By Dave Beatty @CBC
A new study at McMaster University suggests lifting lighter weights is as effective as lifting heavier weights, as long as you do it enough to tire you out. This contradicts conventional wisdom around strength training where lifting heavier weights is seen as the fast track to getting jacked. Rob Morton, a co-author of the study along with Professor Stuart Phillips and Sara Oikawa, talked to the CBC about the study.
Q: This study is saying lighter weights can be just as effective as heavier weights when you're lifting to gain muscle and build strength. Can you tell us about the study?
A: We took resistance-trained guys - so, guys who had been lifting weights pretty seriously for about two years - and we divided them into two groups.
There was a heavy lifting group, and a light lifting group. We supervised all the guys. Each time they came in and we'd make sure, and this is the key point, that they'd exercise until volitional failure, or until they couldn't do another repetition. They came in four times a week for 12 weeks.
The big takeaway is that they both got big and strong; that is, they got just as big and just as strong. Our take-home message is that it's not so much about the load that you lift with or any certain exercise variable. Instead, it's about: are you exercising and lifting weights with a high degree of effort? Are you exercising until failure, or until you can't lift anymore?
Q: Should these results be encouraging to people who are just starting out with weight training?
A: Yeah, there was a study before ours, and that was in untrained participants. So, guys who weren't necessarily big weightlifters. And, same thing: you can lift with heavy and light; the caveat is that when you exercise - if you're going to use light weights - you need to do it just as if you're using heavy weights. You really need to push yourself. You need to fail or to reach that point of exhaustion.
Q: Your study only focused on men. How do these results apply to women?
A: I don't think it would be any different for women. There's plenty of research to suggest that women respond relatively the same as men - relative to their muscle mass and bone structure as is. So, no difference I would presume.
Q: To what extent are trainers already giving this advice - or to what extent would they have to, or should they, start changing their advice that they're giving to people in this area?
A: I think that most trainers would understand this principle and would be ok with it. But I think the real implication is that, if in a certain week or a certain phase of your training period that you want to decrease the load - or in a certain population, like aging people - you don't want them to be under really, really heavy loads all the time. I think this is just a proof of principle to say, that's okay, you can lift light weights with the exact same results. There's no worry if you have to take weights off the bar, or get different dumbbells, or whatever it is.
Q: Some people are saying they've heard this before from various trainers. Is it possible these findings aren't challenging conventional thinking as much as you would have thought?
A: I definitely think there are trainers that do this. But the governing bodies that put out recommendations for these trainers, and I won't mention them, but they do say: if you're going to increase your strength, you want to lift eight repetitions. If you want to increase your muscle mass, you've got to be between 6 to 12. If you want to increase your endurance, you've got to be greater than 12. So, I don't doubt that some trainers know this or already practice this way, but I do know that the governing bodies, the ones that give those trainers their certifications - we challenge those bodies for sure.

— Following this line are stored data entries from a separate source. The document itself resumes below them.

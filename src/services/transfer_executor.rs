use chrono::Utc;
use ethers::types::U256;
use serde_json::json;
use std::sync::Arc;

use crate::{
    amount::parse_native_amount,
    error::{ExternalError, TransferError, TransferErrorCode},
    integrations::identity::{ConnectedWallet, TransactionSender},
    models::{SendTransactionRequest, TransferRequest, TransferResult, WalletAddress},
    services::onchain::ChainClient,
};

// EIP-1193 "user rejected request".
const USER_REJECTED_RPC_CODE: i64 = 4001;
const EMBEDDED_WALLET_SIGNAL: &str = "embedded wallet";

#[derive(Clone, Copy)]
enum SendFailureKind {
    Network,
    Gas,
    Rejected,
}

// Checked in order; the first matching substring decides.
const SEND_FAILURE_RULES: &[(&str, SendFailureKind)] = &[
    ("network", SendFailureKind::Network),
    ("timeout", SendFailureKind::Network),
    ("gas", SendFailureKind::Gas),
    ("limit", SendFailureKind::Gas),
    ("rejected", SendFailureKind::Rejected),
    ("denied", SendFailureKind::Rejected),
];

/// Capability a transaction is submitted through.
#[derive(Debug, Clone, Copy, PartialEq, Eq)]
pub enum SendPath {
    /// The identity provider's own send primitive.
    EmbeddedSender,
    /// Raw `eth_sendTransaction` on the connected wallet that owns the sender address.
    ConnectedWallet,
}

impl SendPath {
    /// Path to try after `err`, if the failure is one the next path can work around.
    fn fallback(self, err: &ExternalError) -> Option<SendPath> {
        match self {
            SendPath::EmbeddedSender if is_embedded_wallet_unavailable(err) => {
                Some(SendPath::ConnectedWallet)
            }
            _ => None,
        }
    }
}

enum SendFailure {
    Rejected(ExternalError),
    Classified(TransferError),
}

/// Request that passed validation, with the amount already in the smallest unit.
struct ValidatedTransfer {
    from: WalletAddress,
    to: WalletAddress,
    amount: String,
    value: U256,
    sender: Arc<dyn TransactionSender>,
}

/// Validates, checks funds, estimates gas, then submits a native-value transfer.
///
/// Steps run strictly in sequence for one request. Nothing is retried here;
/// retries belong to the mutation policy.
pub struct TransferExecutor {
    client: Arc<dyn ChainClient>,
}

impl TransferExecutor {
    pub fn new(client: Arc<dyn ChainClient>) -> Self {
        Self { client }
    }

    pub async fn send_transfer(&self, request: TransferRequest) -> Result<TransferResult, TransferError> {
        let transfer = validate_transfer(&request)?;

        self.check_sufficient_balance(&transfer).await?;
        self.estimate_transaction_cost(&transfer).await?;
        let hash = self.submit(&transfer, &request.wallets).await?;

        tracing::info!(
            "transfer submitted hash={} from={} to={} amount={}",
            hash,
            transfer.from,
            transfer.to,
            transfer.amount
        );
        Ok(TransferResult {
            hash,
            from: transfer.from.into_string(),
            to: transfer.to.into_string(),
            amount: transfer.amount,
            timestamp: Utc::now(),
        })
    }

    async fn check_sufficient_balance(&self, transfer: &ValidatedTransfer) -> Result<(), TransferError> {
        let balance = self.client.get_balance(transfer.from.as_str()).await.map_err(|e| {
            TransferError::new("Failed to check balance", TransferErrorCode::BalanceCheckError)
                .with_cause(e)
        })?;

        if balance < transfer.value {
            return Err(TransferError::new(
                "Insufficient balance for transaction",
                TransferErrorCode::InsufficientBalance,
            )
            .with_details(json!({
                "balance": balance.to_string(),
                "required": transfer.value.to_string(),
            })));
        }
        Ok(())
    }

    // Advisory only: the estimate is logged, never enforced.
    async fn estimate_transaction_cost(&self, transfer: &ValidatedTransfer) -> Result<U256, TransferError> {
        let gas_failure = |e: ExternalError| {
            TransferError::new("Failed to estimate gas", TransferErrorCode::GasEstimationError)
                .with_cause(e)
        };
        let gas = self
            .client
            .estimate_gas(transfer.from.as_str(), transfer.to.as_str(), transfer.value)
            .await
            .map_err(gas_failure)?;
        let gas_price = self.client.get_gas_price().await.map_err(gas_failure)?;
        let estimated_cost = gas.saturating_mul(gas_price);
        tracing::debug!(
            "gas estimate from={} gas={} gas_price={} cost={}",
            transfer.from,
            gas,
            gas_price,
            estimated_cost
        );
        Ok(estimated_cost)
    }

    async fn submit(
        &self,
        transfer: &ValidatedTransfer,
        wallets: &[Arc<dyn ConnectedWallet>],
    ) -> Result<String, TransferError> {
        let mut path = SendPath::EmbeddedSender;
        loop {
            let attempt = match path {
                SendPath::EmbeddedSender => self.send_embedded(transfer).await,
                SendPath::ConnectedWallet => self.send_connected(transfer, wallets).await,
            };
            match attempt {
                Ok(hash) => return Ok(hash),
                Err(SendFailure::Classified(err)) => return Err(err),
                Err(SendFailure::Rejected(err)) => match path.fallback(&err) {
                    Some(next) => {
                        tracing::warn!(
                            "{:?} unavailable for {} ({}), trying {:?}",
                            path,
                            transfer.from,
                            err,
                            next
                        );
                        path = next;
                    }
                    None => return Err(classify_send_failure(err)),
                },
            }
        }
    }

    async fn send_embedded(&self, transfer: &ValidatedTransfer) -> Result<String, SendFailure> {
        let request = SendTransactionRequest {
            to: transfer.to.to_string(),
            value: transfer.value.to_string(),
        };
        transfer
            .sender
            .send_transaction(request)
            .await
            .map(|response| response.hash)
            .map_err(SendFailure::Rejected)
    }

    async fn send_connected(
        &self,
        transfer: &ValidatedTransfer,
        wallets: &[Arc<dyn ConnectedWallet>],
    ) -> Result<String, SendFailure> {
        let wallet = wallets
            .iter()
            .find(|w| transfer.from.matches(w.address()))
            .ok_or_else(|| {
                SendFailure::Classified(TransferError::new(
                    "No connected wallet found",
                    TransferErrorCode::NoWalletConnection,
                ))
            })?;

        let provider = wallet.provider().await.map_err(SendFailure::Rejected)?;
        let params = json!([{
            "from": transfer.from,
            "to": transfer.to,
            "value": format!("0x{:x}", transfer.value),
        }]);
        let result = provider
            .request("eth_sendTransaction", params)
            .await
            .map_err(SendFailure::Rejected)?;

        match result.as_str() {
            Some(hash) if !hash.is_empty() => Ok(hash.to_string()),
            _ => Err(SendFailure::Classified(
                TransferError::new(
                    "Transaction failed: wallet returned no transaction hash",
                    TransferErrorCode::TransactionError,
                )
                .with_details(result),
            )),
        }
    }
}

// Internal helper that applies the ordered validation checks; the first failure wins.
fn validate_transfer(request: &TransferRequest) -> Result<ValidatedTransfer, TransferError> {
    let TransferRequest {
        from, to, amount, ..
    } = request;

    let from_address = WalletAddress::parse(from).ok_or_else(|| {
        TransferError::new("Invalid sender address", TransferErrorCode::InvalidFromAddress)
            .with_details(json!({ "from": from }))
    })?;
    let to_address = WalletAddress::parse(to).ok_or_else(|| {
        TransferError::new("Invalid recipient address", TransferErrorCode::InvalidToAddress)
            .with_details(json!({ "to": to }))
    })?;

    let positive = amount
        .trim()
        .parse::<f64>()
        .map(|n| n.is_finite() && n > 0.0)
        .unwrap_or(false);
    let value = parse_native_amount(amount).filter(|v| !v.is_zero());
    let value = match value {
        Some(value) if positive => value,
        _ => {
            return Err(TransferError::new(
                "Invalid amount: must be a positive number",
                TransferErrorCode::InvalidAmount,
            )
            .with_details(json!({ "amount": amount })))
        }
    };

    if from_address == to_address {
        return Err(
            TransferError::new("Cannot send to the same address", TransferErrorCode::SameAddress)
                .with_details(json!({ "from": from, "to": to })),
        );
    }

    let sender = request.sender.clone().ok_or_else(|| {
        TransferError::new(
            "Send transaction function is required",
            TransferErrorCode::MissingSendFunction,
        )
    })?;

    Ok(ValidatedTransfer {
        from: from_address,
        to: to_address,
        amount: amount.clone(),
        value,
        sender,
    })
}

fn is_embedded_wallet_unavailable(err: &ExternalError) -> bool {
    err.message()
        .is_some_and(|m| m.to_ascii_lowercase().contains(EMBEDDED_WALLET_SIGNAL))
}

/// Maps a send failure onto the transfer taxonomy, keeping it as the cause.
pub fn classify_send_failure(err: ExternalError) -> TransferError {
    let message = match &err {
        ExternalError::Failure { message, .. } => message.clone(),
        ExternalError::Opaque(_) => {
            return TransferError::new(
                "Unknown error occurred during transaction",
                TransferErrorCode::UnknownError,
            )
            .with_cause(err);
        }
    };

    let kind = if err.rpc_code() == Some(USER_REJECTED_RPC_CODE) {
        Some(SendFailureKind::Rejected)
    } else {
        SEND_FAILURE_RULES
            .iter()
            .find(|(needle, _)| message.contains(*needle))
            .map(|(_, kind)| *kind)
    };

    let classified = match kind {
        Some(SendFailureKind::Network) => {
            TransferError::new("Network error during transaction", TransferErrorCode::NetworkError)
        }
        Some(SendFailureKind::Gas) => {
            TransferError::new("Transaction failed due to gas issues", TransferErrorCode::GasError)
        }
        Some(SendFailureKind::Rejected) => {
            TransferError::new("Transaction was rejected by user", TransferErrorCode::UserRejected)
        }
        None => TransferError::new(
            format!("Transaction failed: {}", message),
            TransferErrorCode::TransactionError,
        ),
    };
    classified.with_cause(err)
}
use futures_util::future::join;
use std::sync::Arc;
use std::time::Duration;

use crate::{
    constants::{
        RECEIPT_TIMEOUT_SECS, RETRY_BASE_DELAY_MS, TX_CONFIRMATION_GC_SECS,
        TX_CONFIRMATION_RETRY_DELAY_MS, TX_DETAIL_GC_SECS, TX_DETAIL_RETRY_MAX_DELAY_MS,
        TX_DETAIL_STALE_SECS,
    },
    error::{TransferError, TransferErrorCode},
    models::{ReceiptRecord, TransactionRecord},
    query::{Backoff, QueryCache, QueryKey, QueryOptions, RetryPolicy},
    services::onchain::ChainClient,
};

pub type TransactionCache = QueryCache<TransactionRecord, TransferError>;
pub type ConfirmationCache = QueryCache<ReceiptRecord, TransferError>;

const DETAIL_NETWORK_RETRIES: u32 = 3;
const DETAIL_DEFAULT_RETRIES: u32 = 2;
const CONFIRMATION_RETRIES: u32 = 1;

pub async fn get_transaction(
    client: &dyn ChainClient,
    hash: &str,
) -> Result<TransactionRecord, TransferError> {
    match client.get_transaction(hash).await {
        Ok(Some(tx)) => Ok(tx),
        Ok(None) => Err(TransferError::new(
            "Failed to fetch transaction",
            TransferErrorCode::FetchTransactionError,
        )
        .with_details(serde_json::json!({ "hash": hash, "reason": "not found" }))),
        Err(e) => {
            tracing::warn!("transaction lookup failed hash={}: {}", hash, e);
            Err(
                TransferError::new("Failed to fetch transaction", TransferErrorCode::FetchTransactionError)
                    .with_cause(e),
            )
        }
    }
}

pub async fn wait_for_transaction(
    client: &dyn ChainClient,
    hash: &str,
    timeout: Duration,
) -> Result<ReceiptRecord, TransferError> {
    client
        .wait_for_transaction_receipt(hash, timeout)
        .await
        .map_err(|e| {
            tracing::warn!("confirmation wait failed hash={}: {}", hash, e);
            TransferError::new(
                "Transaction confirmation timeout or failed",
                TransferErrorCode::ConfirmationError,
            )
            .with_cause(e)
        })
}

fn missing_hash() -> TransferError {
    TransferError::new("No transaction hash provided", TransferErrorCode::MissingHash)
}

#[derive(Debug, Clone, Copy)]
pub struct DetailRetryPolicy {
    backoff: Backoff,
}

impl Default for DetailRetryPolicy {
    fn default() -> Self {
        Self {
            backoff: Backoff::from_millis(RETRY_BASE_DELAY_MS, TX_DETAIL_RETRY_MAX_DELAY_MS),
        }
    }
}

impl RetryPolicy<TransferError> for DetailRetryPolicy {
    fn should_retry(&self, failure_count: u32, error: &TransferError) -> bool {
        match error.code() {
            TransferErrorCode::MissingHash => false,
            TransferErrorCode::NetworkError => failure_count < DETAIL_NETWORK_RETRIES,
            _ => failure_count < DETAIL_DEFAULT_RETRIES,
        }
    }

    fn retry_delay(&self, failure_count: u32) -> Duration {
        self.backoff.delay(failure_count)
    }
}

#[derive(Debug, Clone, Copy)]
pub struct ConfirmationRetryPolicy {
    delay: Duration,
}

impl Default for ConfirmationRetryPolicy {
    fn default() -> Self {
        Self {
            delay: Duration::from_millis(TX_CONFIRMATION_RETRY_DELAY_MS),
        }
    }
}

impl RetryPolicy<TransferError> for ConfirmationRetryPolicy {
    fn should_retry(&self, failure_count: u32, error: &TransferError) -> bool {
        match error.code() {
            TransferErrorCode::MissingHash | TransferErrorCode::ConfirmationError => false,
            _ => failure_count < CONFIRMATION_RETRIES,
        }
    }

    fn retry_delay(&self, _failure_count: u32) -> Duration {
        self.delay
    }
}

/// Cached transaction detail and confirmation lookups.
pub struct TransactionQueries {
    client: Arc<dyn ChainClient>,
    details: Arc<TransactionCache>,
    confirmations: Arc<ConfirmationCache>,
    receipt_timeout: Duration,
    detail_policy: DetailRetryPolicy,
    confirmation_policy: ConfirmationRetryPolicy,
}

impl TransactionQueries {
    pub fn new(client: Arc<dyn ChainClient>) -> Self {
        Self {
            client,
            details: Arc::new(TransactionCache::new()),
            confirmations: Arc::new(ConfirmationCache::new()),
            receipt_timeout: Duration::from_secs(RECEIPT_TIMEOUT_SECS),
            detail_policy: DetailRetryPolicy::default(),
            confirmation_policy: ConfirmationRetryPolicy::default(),
        }
    }

    pub fn with_receipt_timeout(mut self, timeout: Duration) -> Self {
        self.receipt_timeout = timeout;
        self
    }

    pub fn with_backoff(mut self, backoff: Backoff) -> Self {
        self.detail_policy = DetailRetryPolicy { backoff };
        self.confirmation_policy = ConfirmationRetryPolicy { delay: backoff.base };
        self
    }

    pub fn detail_options() -> QueryOptions {
        QueryOptions::new(
            Duration::from_secs(TX_DETAIL_STALE_SECS),
            Duration::from_secs(TX_DETAIL_GC_SECS),
        )
    }

    pub fn confirmation_options() -> QueryOptions {
        QueryOptions::new(Duration::MAX, Duration::from_secs(TX_CONFIRMATION_GC_SECS))
    }

    pub fn detail_cache(&self) -> &Arc<TransactionCache> {
        &self.details
    }

    pub fn confirmation_cache(&self) -> &Arc<ConfirmationCache> {
        &self.confirmations
    }

    pub async fn detail(&self, hash: Option<&str>) -> Result<TransactionRecord, TransferError> {
        let hash = hash.filter(|h| !h.is_empty()).ok_or_else(missing_hash)?;
        let key = QueryKey::transaction_detail(hash);
        let client = self.client.clone();
        let hash = hash.to_string();
        self.details
            .fetch_with(&key, Self::detail_options(), &self.detail_policy, move || {
                let client = client.clone();
                let hash = hash.clone();
                async move { get_transaction(client.as_ref(), &hash).await }
            })
            .await
    }

    pub async fn confirmation(&self, hash: Option<&str>) -> Result<ReceiptRecord, TransferError> {
        let hash = hash.filter(|h| !h.is_empty()).ok_or_else(missing_hash)?;
        let key = QueryKey::transaction_confirmation(hash);
        let client = self.client.clone();
        let hash = hash.to_string();
        let timeout = self.receipt_timeout;
        self.confirmations
            .fetch_with(
                &key,
                Self::confirmation_options(),
                &self.confirmation_policy,
                move || {
                    let client = client.clone();
                    let hash = hash.clone();
                    async move { wait_for_transaction(client.as_ref(), &hash, timeout).await }
                },
            )
            .await
    }

    /// Invalidates detail and confirmation entries for `hash`.
    pub async fn invalidate(&self, hash: &str) {
        let [detail, confirmation] = QueryKey::transaction_keys(hash);
        join(
            self.details.invalidate(&detail),
            self.confirmations.invalidate(&confirmation),
        )
        .await;
    }
}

Q: In terms of getting peer reviewed and replicating these results, what would it take for this conclusion to become scientifically accepted as the new normal?
A: I think we're there. The study itself is published, so it's gone through the peer review. But we've also had two other studies released before this. We've had one paper go out that measured acute muscle growth, and ... muscle protein synthesis. So that was kind of our first hit.
Then we came out again in the untrained group of guys, and that was a "within subjects" study - the right leg versus left leg. And then this we think was the nail in the coffin so to speak: that we took 50 guys, they all had training experience, and one group did one thing and another group did another thing, and we showed it again.
So I think our hope is that now we've gained the attention that this principle - this, "no substitute for hard work," this "effort is king" approach is going to start taking flight, even in the scientific community.